Limitation of the study was: Since the study was conducted in health institutions, merely in emergency departments of the health centers, it cannot be generalized to the population living in the catchment area and prevalence of intentional interpersonal physical violence related injury may be overestimated [30-33]. In addition, the time period of the study may also create a selection bias in the results, as injury patterns have been shown to vary seasonally; this could affect the number of injured patients to the emergency room, limiting the interpretation of the results. Furthermore, since the study focused only on the human factor of intentional interpersonal physical violence related injury the other factors remained untouched and may create bias to the findings.

Conclusions

We can conclude that the magnitude of intentional interpersonal physical violence injury is considerably high in South Ari district health centers’ emergency department visits. Among the factors; land ownership conflict, low socio-economic status of households, neglected parenting practice and alcohol influence were remained significantly associated with assault related injury.
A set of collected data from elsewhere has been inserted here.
//! Harness configuration.
//!
//! The harness has no configuration files: everything comes from the inherited
//! environment and is read once at startup.

use std::ffi::OsString;
use std::path::PathBuf;

/// Tracing filter directive, e.g. `debug` or `debuggee::rendezvous=trace`.
pub const LOG_ENV: &str = "DEBUGGEE_LOG";

/// Explicit path of the dynamically loaded module, bypassing the lookup next to
/// the executable.
pub const SHAREDLIB_ENV: &str = "DEBUGGEE_SHAREDLIB";

#[derive(Debug, Clone, Default)]
pub struct HarnessConfig {
    pub log_filter: Option<String>,
    pub sharedlib_override: Option<PathBuf>,
    /// Path of the running executable, when the platform can report it.
    pub exe: Option<PathBuf>,
}

impl HarnessConfig {
    pub fn from_env() -> Self {
        let mut cfg = Self::from_lookup(|key| std::env::var_os(key));
        cfg.exe = std::env::current_exe().ok();
        cfg
    }

    /// Empty values count as unset.
    pub fn from_lookup(lookup: impl Fn(&str) -> Option<OsString>) -> Self {
        let non_empty = |key: &str| lookup(key).filter(|v| !v.is_empty());
        HarnessConfig {
            log_filter: non_empty(LOG_ENV).map(|v| v.to_string_lossy().into_owned()),
            sharedlib_override: non_empty(SHAREDLIB_ENV).map(PathBuf::from),
            exe: None,
        }
    }
}
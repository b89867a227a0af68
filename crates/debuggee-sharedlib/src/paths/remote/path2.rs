#[no_mangle]
#[inline(never)]
pub extern "C" fn remote_path2() {
    crate::announce("remote_path2");
}
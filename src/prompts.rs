//! Fixed system prompts

/// Persona for the general conversational responder
pub const CONVERSATION_PREAMBLE: &str = "Role:
    You are a helpful chatbot with personal opinions of your own.
    Keep your response to a paragraph or less.";

pub const CODING_PREAMBLE: &str = "You assist with writing or explaining code.";

pub const STORY_PREAMBLE: &str = "You are a chatbot that tells a story based on a prompt.";

/// Classification instructions; the model must answer with one token
pub const ROUTER_PREAMBLE: &str = r#"Your response must always be exactly one of the following options:
"conversation" - used by default.
"help_with_coding" - use if the user is asking for something code-related.
"tell_a_story" - use if the user is asking you to tell a story.

Do NOT generate any additional text or explanations.
Only return one of the above values as the complete response.
Example inputs and expected outputs:
- "Can you help me with a Python script to list all values in a dict" -> help_with_coding
- "Can you tell me a story about frogs?" -> tell_a_story
- "How are you doing?" -> conversation"#;

/// Appended to the conversational preamble when a running summary exists
pub fn summary_context(summary: &str) -> String {
    format!("Summary of the conversation so far:\n{summary}")
}

/// Final instruction of a compaction request
pub fn compaction_instruction(existing_summary: &str) -> String {
    if existing_summary.is_empty() {
        "Create a summary of the conversation above. Output only the summary.".to_string()
    } else {
        format!(
            "This is a summary of the conversation to date:\n{existing_summary}\n\n\
             Extend the summary by taking into account the new messages above. \
             Output only the updated summary."
        )
    }
}

/// System prompt for the compaction model
pub const COMPACTION_PREAMBLE: &str =
    "You condense chat transcripts into a faithful running summary. Keep names, facts, \
     preferences, open questions and any tool results the user may refer to later.";
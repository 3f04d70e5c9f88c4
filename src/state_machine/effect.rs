//! Effects produced by state transitions

use crate::router::RouteDecision;

/// Work the orchestrator must perform after a transition
#[derive(Debug, Clone, Copy, PartialEq, Eq)]
pub enum Effect {
    /// Classify the latest user turn
    Route,

    /// Run the responder for `route`
    Respond { route: RouteDecision },

    /// Summarize and prune the thread
    Compact,

    /// Persist the state carried by the transition result
    Commit,
}
//! Turn phases and per-turn context

use crate::policy::ContinuationPolicy;
use crate::router::RouteDecision;

/// Where one turn is in `Routing -> Responding -> (Summarizing) -> Terminal`
#[derive(Debug, Clone, Copy, PartialEq, Eq)]
pub enum Phase {
    Routing,
    Responding { route: RouteDecision },
    Summarizing,
    Terminal,
}

impl Phase {
    pub fn is_terminal(self) -> bool {
        matches!(self, Phase::Terminal)
    }
}

/// Inputs the transition function needs besides the thread itself
#[derive(Debug, Clone)]
pub struct TurnContext {
    pub thread_id: String,
    pub policy: ContinuationPolicy,
    /// Append one tool turn per tool invocation before the assistant turn
    pub record_tool_turns: bool,
}

impl TurnContext {
    pub fn new(thread_id: impl Into<String>, policy: ContinuationPolicy) -> Self {
        Self {
            thread_id: thread_id.into(),
            policy,
            record_tool_turns: true,
        }
    }

    #[must_use]
    pub fn with_tool_turns(mut self, record: bool) -> Self {
        self.record_tool_turns = record;
        self
    }
}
Recommended awareness creation should be done about the causes, consequences and prevention measures of intentional interpersonal physical violence related injuries at community level. Land ownership competitive disputes should be alleviated with collaborative effort of the district’s governmental bodies and the community. Families should supervise their children to prevent them from risky/un-recommended/places and behaviors for assault and education shall be given in schools about the outcomes of attending such places by using Mini- Medias and clubs. Alternative measurements for sustainable incomes generation should be arranged by the government (create opportunities for entrepreneurship, promoting saving habits and others). Use any opportunities to give health education about the consequences of alcohol drinking aiming to halt or decrease drinking habits. Further studies should be conducted about non -human causes and factors of violence behavior separately from the human ones. Further community based studies shall be conducted to know the nearly actual status of intentional interpersonal physical violence related physical injuries.

Acknowledgment

First of all, I would like to give my heartily thank to my advisor Mr. Wondewosen Teklesilassie (MPH, PhD- candidate) for his willingness and readiness to invest his priceless support throughout the work, recommending and directing my work towards the scientific world of performing activities. The contribution of other peoples is also appreciable and crucial throughout this work and deserved many thanks.
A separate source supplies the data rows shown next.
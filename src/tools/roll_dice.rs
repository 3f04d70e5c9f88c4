//! Dice rolling tool

use super::{loose_integer, parse_arguments, Tool, ToolError};
use async_trait::async_trait;
use rand::Rng;
use serde::Deserialize;
use serde_json::{json, Value};
use std::num::NonZeroU32;

const NAME: &str = "roll_dice";
const MAX_DICE: i64 = 100;

/// Rolls `count` dice with `sides` faces each
pub struct RollDiceTool;

#[derive(Debug, Deserialize)]
struct RollDiceInput {
    #[serde(alias = "num_dice", deserialize_with = "loose_integer")]
    count: i64,
    #[serde(alias = "num_sides", deserialize_with = "loose_integer")]
    sides: i64,
}

impl RollDiceInput {
    /// Dice count and face count, both checked positive
    fn validate(&self) -> Result<(usize, NonZeroU32), ToolError> {
        if self.count <= 0 || self.sides <= 0 {
            return Err(ToolError::invalid(
                NAME,
                "Both number of dice and sides must be positive integers.",
            ));
        }
        if self.count > MAX_DICE {
            return Err(ToolError::invalid(
                NAME,
                format!("At most {MAX_DICE} dice can be rolled at once."),
            ));
        }
        let count = usize::try_from(self.count).map_err(|e| ToolError::invalid(NAME, e.to_string()))?;
        let sides = u32::try_from(self.sides)
            .ok()
            .and_then(NonZeroU32::new)
            .ok_or_else(|| ToolError::invalid(NAME, format!("Dice cannot have {} sides.", self.sides)))?;
        Ok((count, sides))
    }
}

/// Uniform rolls in `1..=sides`
pub(crate) fn roll<R: Rng + ?Sized>(count: usize, sides: NonZeroU32, rng: &mut R) -> Vec<u32> {
    (0..count).map(|_| rng.gen_range(1..=sides.get())).collect()
}

fn format_rolls(rolls: &[u32]) -> String {
    format!("Here are the results: {rolls:?}")
}

#[async_trait]
impl Tool for RollDiceTool {
    fn name(&self) -> &str {
        NAME
    }

    fn description(&self) -> String {
        "Rolls a specified number of dice, each with a specified number of sides, and returns the results.".to_string()
    }

    fn input_schema(&self) -> Value {
        json!({
            "type": "object",
            "required": ["count", "sides"],
            "properties": {
                "count": {
                    "type": "integer",
                    "minimum": 1,
                    "maximum": MAX_DICE,
                    "description": "Number of dice to roll"
                },
                "sides": {
                    "type": "integer",
                    "minimum": 1,
                    "description": "Number of sides on each die"
                }
            }
        })
    }

    async fn run(&self, input: Value) -> Result<String, ToolError> {
        let input: RollDiceInput = parse_arguments(NAME, input)?;
        let (count, sides) = input.validate()?;
        let rolls = roll(count, sides, &mut rand::thread_rng());
        Ok(format_rolls(&rolls))
    }
}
I would also like to give thanks to South Ari district administration, health office and other sectors for their delighting support. I have many thanks to Hawassa University College of Medicine and Health Science, for providing financial support and permission of my interested title to deal upon it.

Finally, I have a great thank for South Omo Zonal health department head Mr. Mintesinot Melka for his very essential regulatory and supporting work to make my activities hospitable, Mister Tilahun (driver) and other staffs that will play crucial role for my work from starting to the end.